EL CÓMICO MEXICANO RESORTES EN EL FILME EL BEISBOLISTA FENÓMENO |
Carrasco
lanzó un primer rectazo en zona buena que Goyo abanicó a todo
poder, causando un barullo que se escuchó hasta en la Plaza Bolívar
de Caracas. Tranquilo que el equipo gana -le gritó a su
hermano el compadre Luis Enrique. No te equivoques Donpaya -le
gritó el compadre Manuel al árbitro principal para poner más
calor. Luego el lanzador Senador tiró una rabo e’ cochino (como
años después lo diría el comandante Hugo Chávez) que según el Donpaya cayó en zona mala y Goyo casi se embarca al hacer un medio
abanico. Los reclamos de los seguidores contrarios fueron enconados.
El Chino salió de la cueva como una fiera. De nuevo: que si Goyo
abanicó, que si no pasó el bate, que el Donpaya principal está
ciego, que tiene lentes de suela, que se debía preguntar al árbitro
de la primera almohadilla. En cuenta de una y uno, Goyo abanicó el
siguiente lanzamiento y se puso a punto de mate. Senadores cantaban
victoria pues consideraban a Goyo ponchao por adelantado. El
siguiente lanzamiento de Carrasco fue precedido por un silencio
filoso. Tiene que ser muy buena, Goyo: -le gritó el compadre
Manuel. Y fue una recta alta que el indígena supo aguantar. Ahora
en cuenta de dos y dos y dos fuera, Goyo pellizcó milagrosamente el
siguiente lanzamiento que nos dejó un nudo en la garganta. De
vaina no se fue el muchacho -me gritó el compadre Luis Enrique con angustia.
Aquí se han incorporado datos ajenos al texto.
//! Server locator and server-level operations.
//!
//! The global server is the only process-wide connection state. It is
//! created on first use from [`ServerConfig::from_env`] and torn down
//! explicitly by [`release_server`]; a mutex serialises initialisation.

use crate::config::{CommunicationProtocol, ServerConfig};
use crate::dpf_error::DpfError;
use crate::transport::call::{BaseCall, Call, ServerInfo};
use crate::transport::native::NativeBackend;
use crate::transport::rpc::RpcBackend;
use log::info;
use once_cell::sync::Lazy;
use parking_lot::Mutex;
use std::sync::Arc;

pub use crate::transport::{Server, requires_version};

static GLOBAL_SERVER: Lazy<Mutex<Option<Server>>> = Lazy::new(|| Mutex::new(None));

/// Open a backend as described by `config`.
pub fn connect_to_server(config: &ServerConfig) -> Result<Server, DpfError> {
    let server: Server = match config.protocol {
        CommunicationProtocol::Rpc => Arc::new(RpcBackend::connect_tcp(config.clone())?),
        CommunicationProtocol::InProcess => Arc::new(NativeBackend::load(config.clone())?),
    };
    info!("connected to {:?} server at {}", config.protocol, server.address());
    Ok(server)
}

/// The process-wide server, connecting from the environment on first use.
pub fn global_server() -> Result<Server, DpfError> {
    let mut guard = GLOBAL_SERVER.lock();
    if let Some(s) = guard.as_ref() {
        return Ok(s.clone());
    }
    let server = connect_to_server(&ServerConfig::from_env()?)?;
    *guard = Some(server.clone());
    Ok(server)
}

/// Install `server` as the global one; returns the previous server.
pub fn set_global_server(server: Server) -> Option<Server> {
    GLOBAL_SERVER.lock().replace(server)
}

pub fn has_global_server() -> bool {
    GLOBAL_SERVER.lock().is_some()
}

/// Drop the global server and release its connection.
pub fn release_server() {
    if let Some(s) = GLOBAL_SERVER.lock().take() {
        info!("releasing global server at {}", s.address());
        s.release();
    }
}

/// Explicit server if given, the global one otherwise.
pub fn resolve(server: Option<&Server>) -> Result<Server, DpfError> {
    match server {
        Some(s) => Ok(s.clone()),
        None => global_server(),
    }
}

pub fn server_info(server: &Server) -> Result<ServerInfo, DpfError> {
    server.call(Call::Base(BaseCall::ServerInfo))?.into_server_info()
}

/// Number of live engine handles, all clients included.
pub fn live_object_count(server: &Server) -> Result<usize, DpfError> {
    server.call(Call::Base(BaseCall::LiveObjectCount))?.into_count()
}

/// Names of the operators the engine can instantiate.
pub fn operator_names(server: &Server) -> Result<Vec<String>, DpfError> {
    server.call(Call::Base(BaseCall::OperatorNames))?.into_strings()
}

/// Ask the engine to stop accepting new objects.
pub fn prepare_shutdown(server: &Server) -> Result<(), DpfError> {
    info!("prepare shutdown of {}", server.address());
    server.call(Call::Base(BaseCall::PrepareShutdown))?.into_unit()
}

#[cfg(test)]
mod tests {
    use super::*;
    use crate::transport::loopback::LoopbackEngine;
    use serial_test::serial;

    #[test]
    #[serial]
    fn global_server_can_be_installed_and_released() {
        let engine = LoopbackEngine::new();
        let server = engine.connect_default().unwrap();
        set_global_server(server.clone());
        let got = resolve(None).unwrap();
        assert_eq!(got.id(), server.id());
        release_server();
        assert!(!has_global_server());
        assert!(server.is_released());
    }

    #[test]
    fn server_level_calls() {
        let engine = LoopbackEngine::with_version("6.2");
        let server = engine.connect_default().unwrap();
        let info = server_info(&server).unwrap();
        assert_eq!(info.version, "6.2");
        assert!(info.address.starts_with("loopback://"));
        assert!(operator_names(&server).unwrap().contains(&"forward".to_string()));
        assert!(requires_version(server.as_ref(), "6.0").is_ok());
        assert!(matches!(
            requires_version(server.as_ref(), "7.0"),
            Err(DpfError::VersionNotSupported { .. })
        ));
    }
}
Buscando inteligentemente que se fuera con una bolota, Carrasco lanzó
desviado y Goyo la adivinó aguantando el abanico, quedando en cuenta
de tres y dos. El compadre Luis Enrique me miró con el sueño
anunciado en las pupilas. El lanzador se preparó en medio de otro
silencio que gritaba palpitaciones y vino con una curva que se quedó
arriba y Goyo le descargó todo el poder. Con mis lentes seguí la trayectoria de la pelota sin pestañar, como si fuese la cámara de
César Tahuil, sin perderme nada de lo que pasaba en el campo y en el
graderío. El jardinero izquierdo se detuvo para observar cómo la
pelota pasaba a varios metro sobre su cabeza, superaba la barda del
terreno legal, se iba por encima de unas casas y caía en el
estacionamiento de un superbloque para rebotar contra el piso uno.
¡Qué tabla, Compadre! -le grité a Luis Enrique que lloraba de la
emoción. Alguien dijo que había sido el jonrón más largo
conectado en ese campo. Nadie lo podía asegurar.
La
banca india se vació para esperar a Goyo en el jon, al mismo ritmo
del graderío de la izquierda que deseaba alzar en hombros (como es
ritual) al héroe del campeonato, mientras el graderío de la derecha
se vaciaba lentamente, paralizado por la tristeza. Goyo debió contar
su turno al bate a cada uno de sus compañeros de equipo y a cada
amigo que le preguntaba por el jonrón y luego a cada vecino del
barrio y a cada familiar y a todo el que se enteraba de la hazaña.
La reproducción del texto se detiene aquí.